Emerging growth company ☐
If an emerging growth company, indicate by check mark if the registrant has elected not to use the extended transition period for complying with any new or revised financial accounting standards provided pursuant to Section 13(a) of the Exchange Act. ☐
Item 1.01 Entry into a Material Definitive Agreement.
On February 20, 2025, Agenus Inc. (the “Company”) entered into an Amendment to Notes, Amendment of Warrants and Sale of New Warrants (the “Amendment”) with existing noteholders, pursuant to which the Company:
•extended the maturity date of $10.5 million of senior subordinated promissory notes previously issued in 2015 (the “2015 Notes”) by sixteen months from February 20, 2025 to July 20, 2026;
•increased the interest rate under the 2015 Notes from 8% to 9% per annum;
•will secure the obligation to pay the 2015 Notes by the grant of a subordinate mortgage on certain properties owned by Agenus West, LLC, a wholly owned subsidiary;
•extended the expiration date of all A Warrants and B Warrants held by such noteholders to purchase a total of 97,500 shares of the Company’s common stock previously issued in 2022 to February 20, 2030 and changed the exercise price to $3.25 per share, which represented a 60-day volume weighted average price as of February 14, 2025 (the “Amended A Warrants” and "Amended B Warrants");
•issued to certain noteholders new warrants to purchase 67,500 shares of the Company’s common stock to expire February 30, 2030, and have an exercise price of $3.25 per share, (the “C Warrants” and, together with the Amended A Warrants and the Amended B Warrants, the “New Warrants”);
•committed to registering the New Warrants with the SEC within ninety (90) days after February 20, 2025;
•provided that if the Company conducts a financing of greater than $10 million at a price per share below $3.25 before February 20, 2026, the exercise price on the New Warrants will be reduced to the same price at which such financing was conducted.
The Company expects to address the $2.5 million payment of the 2015 Notes through a new financing instrument in the very near term.
The foregoing descriptions of the Amendment, the New Warrants do not purport to be complete and are qualified in their entirety by reference to the text of the Amendment and the forms of the New Warrants. The Amendment will be filed as an exhibit to the Company’s Annual Report on Form 10-K for the year ended December 31, 2024 and the form of the Amended A Warrant, the Amended B Warrant and the C Warrant are attached as exhibits 4.1, 4.2 and 4.3 hereto.
A brief description of the other terms and conditions of the 2015 Notes can be found in Item 2.03 of the Current Report on Form 8-K filed by the Company with the Securities and Exchange Commission on February 26, 2015 and such brief description is incorporated by reference herein.

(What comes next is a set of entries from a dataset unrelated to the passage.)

//! 认证上下文
//!
//! 持有会话信号和 `AuthClient`。路由服务只拿到会话信号，
//! 登录、登出、令牌失效都通过修改信号驱动重定向。

use crate::config;
use crate::web::{BrowserStorage, FetchClient};
use leptos::logging::{log, warn};
use leptos::prelude::*;
use leptos::task::spawn_local;
use testhub_shared::auth_client::{
    AuthClient, ClientError, GoogleOutcome, PendingGoogleAccount, SessionState,
};
use testhub_shared::forms::{GooglePasswordForm, LoginForm, SignupForm};
use testhub_shared::http::HttpRequest;
use testhub_shared::models::{AuthUser, Session};
use testhub_shared::protocol::{ApiEnvelope, ApiRequest, MeRequest};

type Client = AuthClient<FetchClient, BrowserStorage>;

/// 认证上下文，`Copy` 后在组件间共享
#[derive(Clone, Copy)]
pub struct AuthContext {
    /// 会话状态，启动时为 `Loading`
    pub session: RwSignal<SessionState>,
    /// Google 握手中等待密码步骤的账号
    pub pending_google: RwSignal<Option<PendingGoogleAccount>>,
    client: StoredValue<Client, LocalStorage>,
}

impl AuthContext {
    pub fn new(storage: BrowserStorage) -> Self {
        let client = AuthClient::new(FetchClient, storage, config::api_base_url());
        Self {
            session: RwSignal::new(SessionState::Loading),
            pending_google: RwSignal::new(None),
            client: StoredValue::new_local(client),
        }
    }

    /// 只读会话信号（注入路由服务）
    pub fn session_signal(&self) -> Signal<SessionState> {
        self.session.into()
    }

    pub fn user(&self) -> Option<AuthUser> {
        self.session.with(|s| s.user().cloned())
    }

    /// 启动时恢复会话，完成前路由只显示加载
    pub fn restore(&self) {
        let client = self.client.get_value();
        let session = self.session;
        spawn_local(async move {
            let state = client.restore().await;
            if let SessionState::Authenticated(s) = &state {
                log!("[Auth] Session restored for {}", s.user.email);
            }
            session.set(state);
        });
    }

    fn commit(&self, session: Session) {
        log!("[Auth] Signed in as {} ({})", session.user.email, session.user.role);
        self.pending_google.set(None);
        self.session.set(SessionState::Authenticated(session));
    }

    pub async fn login(&self, form: LoginForm) -> Result<(), ClientError> {
        let client = self.client.get_value();
        let session = client.login(&form).await.inspect_err(|e| warn!("[Auth] Login failed: {}", e))?;
        self.commit(session);
        Ok(())
    }

    pub async fn signup(&self, form: SignupForm) -> Result<(), ClientError> {
        let client = self.client.get_value();
        client
            .signup(&form)
            .await
            .inspect_err(|e| warn!("[Auth] Signup failed: {}", e))
    }

    pub async fn google_signup(&self, credential: String) -> Result<(), ClientError> {
        let client = self.client.get_value();
        let outcome = client
            .google_signup(&credential)
            .await
            .inspect_err(|e| warn!("[Auth] Google signup failed: {}", e))?;
        self.apply_google(outcome);
        Ok(())
    }

    pub async fn google_login(&self, credential: String) -> Result<(), ClientError> {
        let client = self.client.get_value();
        let outcome = client
            .google_login(&credential)
            .await
            .inspect_err(|e| warn!("[Auth] Google login failed: {}", e))?;
        self.apply_google(outcome);
        Ok(())
    }

    fn apply_google(&self, outcome: GoogleOutcome) {
        match outcome {
            GoogleOutcome::NeedsPassword(pending) => self.pending_google.set(Some(pending)),
            GoogleOutcome::Authenticated(session) => self.commit(session),
        }
    }

    /// Google 握手的密码步骤
    pub async fn complete_google_password(&self, form: GooglePasswordForm) -> Result<(), ClientError> {
        let Some(pending) = self.pending_google.get_untracked() else {
            return Ok(());
        };
        let client = self.client.get_value();
        let session = client.complete_google_password(&pending, &form).await?;
        self.commit(session);
        Ok(())
    }

    pub fn cancel_google(&self) {
        self.pending_google.set(None);
    }

    /// 向 `/api/auth/me` 重新拉取账号信息；401 会直接结束会话
    pub async fn refresh_account(&self) -> Result<AuthUser, ClientError> {
        let client = self.client.get_value();
        let req = HttpRequest::get(&client.url(MeRequest::PATH));

        let resp = match client.authorized(req).await {
            Ok(resp) => resp,
            Err(ClientError::SessionExpired) => {
                warn!("[Auth] Token rejected, signing out");
                self.session.set(SessionState::Anonymous);
                return Err(ClientError::SessionExpired);
            }
            Err(e) => return Err(e),
        };

        let envelope: ApiEnvelope<AuthUser> = resp.json().map_err(|e| ClientError::Rejected {
            status: resp.status,
            message: e.to_string(),
        })?;
        let user = match envelope.data {
            Some(user) if envelope.success => user,
            _ => {
                return Err(ClientError::Rejected {
                    status: resp.status,
                    message: envelope.reason().unwrap_or("Failed to load account").to_string(),
                });
            }
        };

        self.session.update(|s| {
            if let SessionState::Authenticated(session) = s {
                session.user = user.clone();
            }
        });
        Ok(user)
    }

    /// 删除令牌与资料，路由服务随后把受保护页面重定向到 `/auth`
    pub fn logout(&self) {
        self.client.with_value(|c| c.logout());
        self.pending_google.set(None);
        self.session.set(SessionState::Anonymous);
        log!("[Auth] Signed out");
    }
}

/// 从 Context 获取认证上下文
pub fn use_auth() -> AuthContext {
    expect_context::<AuthContext>()
}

The securities issued in connection with the Amendment were issued in reliance on the exemption from registration provided by Section 4(2) of the Securities Act of 1933, as amended (the “Securities Act”), as a transaction not involving a public offering. Neither the New Warrants nor the underlying shares of common stock have been registered under the Securities Act. Neither the New Warrants nor such underlying shares of common stock may be offered or sold in the United States absent registration or an applicable exemption from registration requirements. No commission or other remuneration was paid or given directly or indirectly for soliciting such issuance.
Item 2.03 Creation of a Direct Financial Obligation or an Obligation under an Off-Balance Sheet Arrangement of a Registrant.

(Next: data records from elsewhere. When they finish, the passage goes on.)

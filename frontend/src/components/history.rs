//! 执行历史
//!
//! 列表只存在于内存，删除操作刷新页面后恢复。

use crate::components::dashboard::status_badge;
use crate::components::icons::*;
use crate::components::layout::{ConfirmDialog, Notice, NoticeToast, PageHeader};
use leptos::prelude::*;
use testhub_shared::models::{RunStatus, TestRun};
use testhub_shared::views::{RunSummary, history_runs, remove_run, search_runs};

/// 可展开的运行记录卡片（历史页与用户作业页共用）
#[component]
pub fn RunCard(run: TestRun, on_delete: Callback<String>) -> impl IntoView {
    let expanded = RwSignal::new(false);
    let id = run.id.clone();

    let steps = run.scripts.clone();
    let render_steps = move || {
        steps
            .iter()
            .map(|step| {
                let icon = match step.status {
                    RunStatus::Passed => {
                        view! { <CheckCircle attr:class="h-4 w-4 text-success" /> }.into_any()
                    }
                    RunStatus::Failed => view! { <XCircle attr:class="h-4 w-4 text-error" /> }.into_any(),
                };
                view! {
                    <li class="flex items-center gap-2 text-sm">
                        {icon}
                        <span>{step.name.clone()}</span>
                    </li>
                }
            })
            .collect_view()
    };

    let artifacts = format!(
        "{} screenshots · {} · {}",
        run.artifacts.screenshots,
        if run.artifacts.video { "video" } else { "no video" },
        if run.artifacts.logs { "logs" } else { "no logs" },
    );

    view! {
        <div class="card bg-base-100 shadow">
            <div class="card-body p-4">
                <div class="flex items-center gap-4">
                    <button
                        class="btn btn-ghost btn-sm btn-square"
                        on:click=move |_| expanded.update(|e| *e = !*e)
                    >
                        {move || {
                            if expanded.get() {
                                view! { <ChevronDown attr:class="h-4 w-4" /> }.into_any()
                            } else {
                                view! { <ChevronRight attr:class="h-4 w-4" /> }.into_any()
                            }
                        }}
                    </button>
                    <div class="flex-1 min-w-0">
                        <p class="font-semibold truncate">{run.suite.clone()}</p>
                        <p class="text-xs text-base-content/60">
                            {format!("{} · {} {} · {}", run.browser, run.date, run.time, run.duration)}
                        </p>
                    </div>
                    {status_badge(run.status)}
                    <button
                        class="btn btn-ghost btn-sm btn-square text-error"
                        title="Delete run"
                        on:click=move |_| on_delete.run(id.clone())
                    >
                        <Trash2 attr:class="h-4 w-4" />
                    </button>
                </div>
                <Show when=move || expanded.get()>
                    <div class="pl-12 pt-2 space-y-2">
                        <ul class="space-y-1">{render_steps.clone()}</ul>
                        <p class="text-xs text-base-content/60">{artifacts.clone()}</p>
                    </div>
                </Show>
            </div>
        </div>
    }
}

/// 运行统计条
#[component]
pub fn RunSummaryBar(summary: Signal<RunSummary>) -> impl IntoView {
    view! {
        <div class="stats shadow w-full stats-vertical md:stats-horizontal bg-base-100 mb-6">
            <div class="stat">
                <div class="stat-title">"Total Runs"</div>
                <div class="stat-value">{move || summary.get().total}</div>
            </div>
            <div class="stat">
                <div class="stat-title">"Passed"</div>
                <div class="stat-value text-success">{move || summary.get().passed}</div>
            </div>
            <div class="stat">
                <div class="stat-title">"Failed"</div>
                <div class="stat-value text-error">{move || summary.get().failed}</div>
            </div>
            <div class="stat">
                <div class="stat-title">"Pass Rate"</div>
                <div class="stat-value text-primary">
                    {move || format!("{}%", summary.get().pass_rate())}
                </div>
            </div>
        </div>
    }
}

#[component]
pub fn HistoryPage() -> impl IntoView {
    let runs = RwSignal::new(history_runs());
    let query = RwSignal::new(String::new());
    let confirm_clear = RwSignal::new(false);
    let notice = Notice::new();

    let summary = Memo::new(move |_| runs.with(|r| RunSummary::of(r)));
    let filtered = move || {
        runs.with(|r| {
            query.with(|q| search_runs(r, q).into_iter().cloned().collect::<Vec<_>>())
        })
    };

    let on_delete = Callback::new(move |id: String| {
        let removed = runs.try_update(|r| remove_run(r, &id)).unwrap_or(false);
        if removed {
            notice.success("Test run deleted");
        }
    });

    let clear_all = Callback::new(move |_| {
        runs.set(Vec::new());
        confirm_clear.set(false);
        notice.success("All test runs deleted");
    });

    view! {
        <NoticeToast notice=notice />
        <PageHeader title="History" subtitle="View all test execution results and artifacts.">
            <button
                class="btn btn-outline btn-error gap-2"
                disabled=move || runs.with(|r| r.is_empty())
                on:click=move |_| confirm_clear.set(true)
            >
                <Trash2 attr:class="h-4 w-4" />
                "Delete All"
            </button>
        </PageHeader>

        <RunSummaryBar summary=summary.into() />

        <label class="input w-full mb-6">
            <Search attr:class="h-4 w-4 opacity-50" />
            <input
                type="search"
                class="grow"
                placeholder="Search by suite, browser, status..."
                prop:value=move || query.get()
                on:input=move |ev| query.set(event_target_value(&ev))
            />
        </label>

        <div class="space-y-3">
            <Show when=move || runs.with(|r| r.is_empty())>
                <div class="text-center py-12 text-base-content/50">"No test runs recorded."</div>
            </Show>
            <For
                each=filtered
                key=|run| run.id.clone()
                children=move |run| view! { <RunCard run=run on_delete=on_delete /> }
            />
        </div>

        <ConfirmDialog
            open=confirm_clear
            title="Delete all test runs?"
            message=Signal::derive(|| "This removes every run from the list.".to_string())
            confirm_label="Delete All"
            on_confirm=clear_all
            on_cancel=Callback::new(move |_| confirm_clear.set(false))
        />
    }
}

The information provided above under Item 1.01 of this Current Report on Form 8-K is hereby incorporated by reference into this Item 2.03.
Item 3.02 Unregistered Sales of Equity Securities.
The information provided above under Item 1.01 of this Current Report on Form 8-K is hereby incorporated by reference into this Item 3.02.
Item 9.01 Financial Statements and Exhibits.
(d) Exhibits
4.1 Form of Amended A Warrant
4.2 Form of Amended B Warrant
4.3 Form of C Warrant
SIGNATURES
Pursuant to the requirements of the Securities Exchange Act of 1934, the registrant has duly caused this report to be signed on its behalf by the undersigned hereunto duly authorized.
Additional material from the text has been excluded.